Using LLM based on DeepSeek-R1-Distill-Qwen-14B/32B with additional Japanese language training

Motivation

I have been studying PINNs and related OpenFOAM for a while, but yesterday there was a big news in LLM area and I decided to use Deep Seek-R1 which had an impact not only on LLM area but also on stock prices. Since I could not use it as it is in my environment, I used a compacted LLM with quantization.

This time, I used Ollama and Open WebUI to use the quantized model from a browser, and I will summarize the contents.

Sources

  1. Impact of DeepSeek-R1, the Chinese AI that surpasses ChatGPT - from ascii.jp. Cited as an example in an article on DeepSeek-R1.
  2. Announcement from CyberAgent - An announcement from CyberAgent that they have released an LLM based on DeepSeek-R1-Distill-Qwen-14B/32B with additional training on Japanese data.
  3. mmnga/cyberagent-DeepSeek-R1-Distill-Qwen-14B-japanese-gguf - Quantized model of the above CyberAgent version, published on HugginFace.
  4. Conversing with ollama’s LLM using Open WebUI as a front end - I put this together two months ago, but I forgot all about it and had a hard time remembering it. Open WebUI provides a good connection between the Ollama server and the web browser.
  5. Using ollama to run LLM in a local environment - This is an article from the day before the above post, about running Ollama with Docker.

Procedure

Download the model from

The 4-bit “Q 4_K_M”, a quantization model published in source 3, was downloaded using the following command.

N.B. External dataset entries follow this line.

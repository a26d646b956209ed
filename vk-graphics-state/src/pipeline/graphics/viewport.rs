// Copyright (c) 2026 The vulkano developers
// Licensed under the Apache License, Version 2.0
// <LICENSE-APACHE or
// https://www.apache.org/licenses/LICENSE-2.0> or the MIT
// license <LICENSE-MIT or https://opensource.org/licenses/MIT>,
// at your option. All files in the project carrying such
// notice may not be copied, modified, or distributed except
// according to those terms.

//! Configures the area of the framebuffer that pixels will be written to.
//!
//! The viewport is the region of the image which corresponds to the vertex coordinates `-1.0` to
//! `1.0`, while any pixel outside of the scissor box is discarded. Modifying the viewport
//! stretches the image, whereas modifying the scissor box acts like a filter.
//!
//! Either the counts, the values, or both can be dynamic. A pipeline with a dynamic viewport
//! count always has dynamic viewports as well.

use crate::{
    chain::{find_struct, slice_from_raw},
    DynamicState, DynamicStates, MAX_SCISSORS, MAX_VIEWPORTS,
};
use ash::vk;

/// The viewports and scissors of a graphics pipeline.
#[derive(Clone, Copy, Debug, PartialEq)]
pub struct ViewportState {
    /// The number of viewports.
    ///
    /// The default value is `0`.
    pub viewport_count: u32,

    pub viewports: [Viewport; MAX_VIEWPORTS],

    /// The number of scissors.
    ///
    /// The default value is `0`.
    pub scissor_count: u32,

    pub scissors: [Scissor; MAX_SCISSORS],

    /// Whether the clip-space depth range is `-1.0..1.0` instead of `0.0..1.0`.
    ///
    /// The default value is `false`.
    pub depth_clip_negative_one_to_one: bool,
}

impl Default for ViewportState {
    #[inline]
    fn default() -> Self {
        Self::new()
    }
}

impl ViewportState {
    /// Returns a `ViewportState` with no viewports and no scissors.
    #[inline]
    pub const fn new() -> Self {
        Self {
            viewport_count: 0,
            viewports: [Viewport::new(); MAX_VIEWPORTS],
            scissor_count: 0,
            scissors: [Scissor::new(); MAX_SCISSORS],
            depth_clip_negative_one_to_one: false,
        }
    }

    /// Builds the state from `info`.
    ///
    /// # Safety
    ///
    /// - `info` must be a valid `VkPipelineViewportStateCreateInfo`, including its `pNext` chain.
    ///
    /// # Panics
    ///
    /// - Panics if more than [`MAX_VIEWPORTS`] viewports or [`MAX_SCISSORS`] scissors are given.
    pub unsafe fn from_vk(
        dynamic: DynamicStates,
        info: Option<&vk::PipelineViewportStateCreateInfo<'_>>,
    ) -> Self {
        let mut state = Self::new();

        let Some(info) = info else {
            return state;
        };

        if !dynamic.contains(DynamicState::VpViewportCount) {
            assert!(info.viewport_count as usize <= MAX_VIEWPORTS);
            state.viewport_count = info.viewport_count;
        }

        if !dynamic.contains(DynamicState::VpViewports) {
            assert!(info.viewport_count as usize <= MAX_VIEWPORTS);

            let viewports = unsafe { slice_from_raw(info.p_viewports, info.viewport_count) };

            for (dst, src) in state.viewports.iter_mut().zip(viewports) {
                *dst = Viewport::from(*src);
            }
        }

        if !dynamic.contains(DynamicState::VpScissorCount) {
            assert!(info.scissor_count as usize <= MAX_SCISSORS);
            state.scissor_count = info.scissor_count;
        }

        if !dynamic.contains(DynamicState::VpScissors) {
            assert!(info.scissor_count as usize <= MAX_SCISSORS);

            let scissors = unsafe { slice_from_raw(info.p_scissors, info.scissor_count) };

            for (dst, src) in state.scissors.iter_mut().zip(scissors) {
                *dst = Scissor::from(*src);
            }
        }

        if !dynamic.contains(DynamicState::VpDepthClipNegativeOneToOne) {
            let depth_clip_control: Option<&vk::PipelineViewportDepthClipControlCreateInfoEXT<'_>> =
                unsafe { find_struct(info.p_next) };

            if let Some(depth_clip_control) = depth_clip_control {
                state.depth_clip_negative_one_to_one =
                    depth_clip_control.negative_one_to_one != vk::FALSE;
            }
        }

        state
    }
}

/// State of a single viewport.
#[derive(Clone, Copy, Debug, PartialEq)]
#[cfg_attr(feature = "serde", derive(serde::Serialize, serde::Deserialize))]
pub struct Viewport {
    /// Coordinates in pixels of the top-left hand corner of the viewport.
    pub offset: [f32; 2],

    /// Dimensions in pixels of the viewport.
    pub extent: [f32; 2],

    /// The depth value that vertex Z coordinate `0.0` maps to.
    pub min_depth: f32,

    /// The depth value that vertex Z coordinate `1.0` maps to.
    pub max_depth: f32,
}

impl Default for Viewport {
    #[inline]
    fn default() -> Self {
        Self::new()
    }
}

impl Viewport {
    /// Returns a zero-sized `Viewport`.
    #[inline]
    pub const fn new() -> Self {
        Self {
            offset: [0.0; 2],
            extent: [0.0; 2],
            min_depth: 0.0,
            max_depth: 0.0,
        }
    }
}

impl From<vk::Viewport> for Viewport {
    #[inline]
    fn from(val: vk::Viewport) -> Self {
        Viewport {
            offset: [val.x, val.y],
            extent: [val.width, val.height],
            min_depth: val.min_depth,
            max_depth: val.max_depth,
        }
    }
}

impl From<Viewport> for vk::Viewport {
    #[inline]
    fn from(val: Viewport) -> Self {
        vk::Viewport {
            x: val.offset[0],
            y: val.offset[1],
            width: val.extent[0],
            height: val.extent[1],
            min_depth: val.min_depth,
            max_depth: val.max_depth,
        }
    }
}

/// State of a single scissor box. Also used for discard rectangles.
#[derive(Clone, Copy, Debug, Default, PartialEq, Eq, Hash)]
#[cfg_attr(feature = "serde", derive(serde::Serialize, serde::Deserialize))]
pub struct Scissor {
    /// Coordinates in pixels of the top-left hand corner of the box.
    pub offset: [i32; 2],

    /// Dimensions in pixels of the box.
    pub extent: [u32; 2],
}

impl Scissor {
    /// Returns an empty `Scissor` at the origin.
    #[inline]
    pub const fn new() -> Self {
        Self {
            offset: [0; 2],
            extent: [0; 2],
        }
    }
}

impl From<vk::Rect2D> for Scissor {
    #[inline]
    fn from(val: vk::Rect2D) -> Self {
        Scissor {
            offset: [val.offset.x, val.offset.y],
            extent: [val.extent.width, val.extent.height],
        }
    }
}

impl From<Scissor> for vk::Rect2D {
    #[inline]
    fn from(val: Scissor) -> Self {
        vk::Rect2D {
            offset: vk::Offset2D {
                x: val.offset[0],
                y: val.offset[1],
            },
            extent: vk::Extent2D {
                width: val.extent[0],
                height: val.extent[1],
            },
        }
    }
}

#[cfg(test)]
mod tests {
    use super::{Scissor, Viewport, ViewportState};
    use crate::{DynamicStates, StateGroups};
    use ash::vk;

    fn viewports() -> [vk::Viewport; 2] {
        [
            vk::Viewport {
                x: 0.0,
                y: 0.0,
                width: 640.0,
                height: 480.0,
                min_depth: 0.0,
                max_depth: 1.0,
            },
            vk::Viewport {
                x: 640.0,
                y: 0.0,
                width: 640.0,
                height: 480.0,
                min_depth: 0.5,
                max_depth: 1.0,
            },
        ]
    }

    fn scissors() -> [vk::Rect2D; 2] {
        [
            vk::Rect2D {
                offset: vk::Offset2D { x: 0, y: 0 },
                extent: vk::Extent2D {
                    width: 640,
                    height: 480,
                },
            },
            vk::Rect2D {
                offset: vk::Offset2D { x: -4, y: 8 },
                extent: vk::Extent2D {
                    width: 16,
                    height: 16,
                },
            },
        ]
    }

    #[test]
    fn static_viewports() {
        let viewports = viewports();
        let scissors = scissors();
        let mut depth_clip_control =
            vk::PipelineViewportDepthClipControlCreateInfoEXT::default().negative_one_to_one(true);
        let info = vk::PipelineViewportStateCreateInfo::default()
            .viewports(&viewports)
            .scissors(&scissors)
            .push_next(&mut depth_clip_control);

        let state = unsafe { ViewportState::from_vk(DynamicStates::empty(), Some(&info)) };

        assert_eq!(state.viewport_count, 2);
        assert_eq!(state.scissor_count, 2);
        assert_eq!(state.viewports[1].min_depth, 0.5);
        assert_eq!(vk::Viewport::from(state.viewports[0]).width, 640.0);
        assert_eq!(
            state.scissors[1],
            Scissor {
                offset: [-4, 8],
                extent: [16, 16],
            },
        );
        assert!(state.depth_clip_negative_one_to_one);
    }

    #[test]
    fn dynamic_viewports_not_read() {
        let scissors = scissors();
        // Dangling viewport pointer: must not be dereferenced when the viewports are dynamic.
        let info = vk::PipelineViewportStateCreateInfo {
            viewport_count: 2,
            p_viewports: std::ptr::NonNull::<vk::Viewport>::dangling()
                .as_ptr()
                .cast_const(),
            ..Default::default()
        }
        .scissors(&scissors);
        let dynamic = DynamicStates::from_vk(&[vk::DynamicState::VIEWPORT]);

        let state = unsafe { ViewportState::from_vk(dynamic, Some(&info)) };

        assert_eq!(state.viewport_count, 2);
        assert_eq!(state.viewports[0], Viewport::new());
        assert_eq!(state.scissors[0].extent, [640, 480]);
    }

    #[test]
    fn fully_dynamic_counts() {
        let info = vk::PipelineViewportStateCreateInfo {
            viewport_count: 3,
            scissor_count: 3,
            ..Default::default()
        };
        let dynamic = DynamicStates::from_groups(StateGroups::VIEWPORT);

        let state = unsafe { ViewportState::from_vk(dynamic, Some(&info)) };
        assert_eq!(state, ViewportState::new());
    }

    #[test]
    fn too_many_viewports() {
        let info = vk::PipelineViewportStateCreateInfo {
            viewport_count: 17,
            ..Default::default()
        };
        let dynamic = DynamicStates::from_vk(&[vk::DynamicState::VIEWPORT]);

        assert_should_panic!({
            unsafe { ViewportState::from_vk(dynamic, Some(&info)) };
        });
    }
}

$ wget https://huggingface.co/mmnga/cyberagent-DeepSeek-R1-Distill-Qwen-14B-Japanese-gguf/resolve/main/cyberagent-DeepSeek-R1-Distill-Qwen-14B-Japanese-Q4_K_M.gguf

Embedding into the Ollama server

First, start ollama as indicated in “Creating docker-compose.yml” in Resource 5.

$ sudo docker compose up -d

Next, enter the OLLAMA container started above, as described in “Downloading and Executing (the) LLM Model”.

$ sudo docker exec -it ollama /bin/bash

The following is an operation within a container.

# cd /root/.ollama
# ls -l
total 8777476
-rw-rw-r-- 1 1000 1000         68 Jan 28 05:20 Modelfile
-rw-rw-r-- 1 1000 1000 8988110464 Jan 28 05:19 cyberagent-DeepSeek-R1-Distill-Qwen-14B-Japanese-Q4_K_M.gguf
# cat Modelfile
FROM ./cyberagent-DeepSeek-R1-Distill-Qwen-14B-Japanese-Q4_K_M.gguf

Prepare the downloaded model (.ggu file) and Modelfile as described above so that they can be referenced from the container. When you are ready to this point, use the following command to incorporate them into the ollama server.

# ollama create cyberagent-DS-14b-japanese -f Modelfile

For the incorporation part, see also “Incorporating a gguf file as a model” in Source 5.

Launch Open WebUI

$ ls -l
drwxrwxr-x 5 kenji kenji 4096 11月 23 11:19 data
-rw-rw-r-- 1 kenji kenji  243 11月 26 08:33 docker-compose.yml
$ cat docker-compose.yml
services:
  open-webui:
    image: ghcr.io/open-webui/open-webui:main
    container_name: open-webui
    environment:
      - OLLAMA_BASE_URL=http://192.168.11.4:11434
    volumes:
      - ./data:/app/backend/data
    ports:
      - 3000:8080
$ sudo docker compose up -d

For the part about starting Open WebUI, please also refer to “Starting Open WebUI” in Information Source 4.

Connecting from a Web browser

Since the Ollama server and Open WebUI have already been started up, enter “http://192.168.11.8:3000/” from the browser at hand, and the Open WebUI startup screen will appear. After entering your name, e-mail address, and password, you will be prompted with a screen that accepts questions.

Once connected, change the LLM model in the upper left portion of the screen to ask a question. The following is an excerpt of the answer section.

Browser

Summary

I was surprised by the amount of answers to my questions, but when I threw other questions, the answers were relatively compact.

I tried the Japanese version of the popular DeepSeek-R1 Cyber Agent quantized model, using the Ollama and Open WebUI systems I had built up to 2 months ago, but I had forgotten many things, such as how to incorporate them into the model and the startup procedure, so it helped that I had summarized them in the past. It helped me a lot.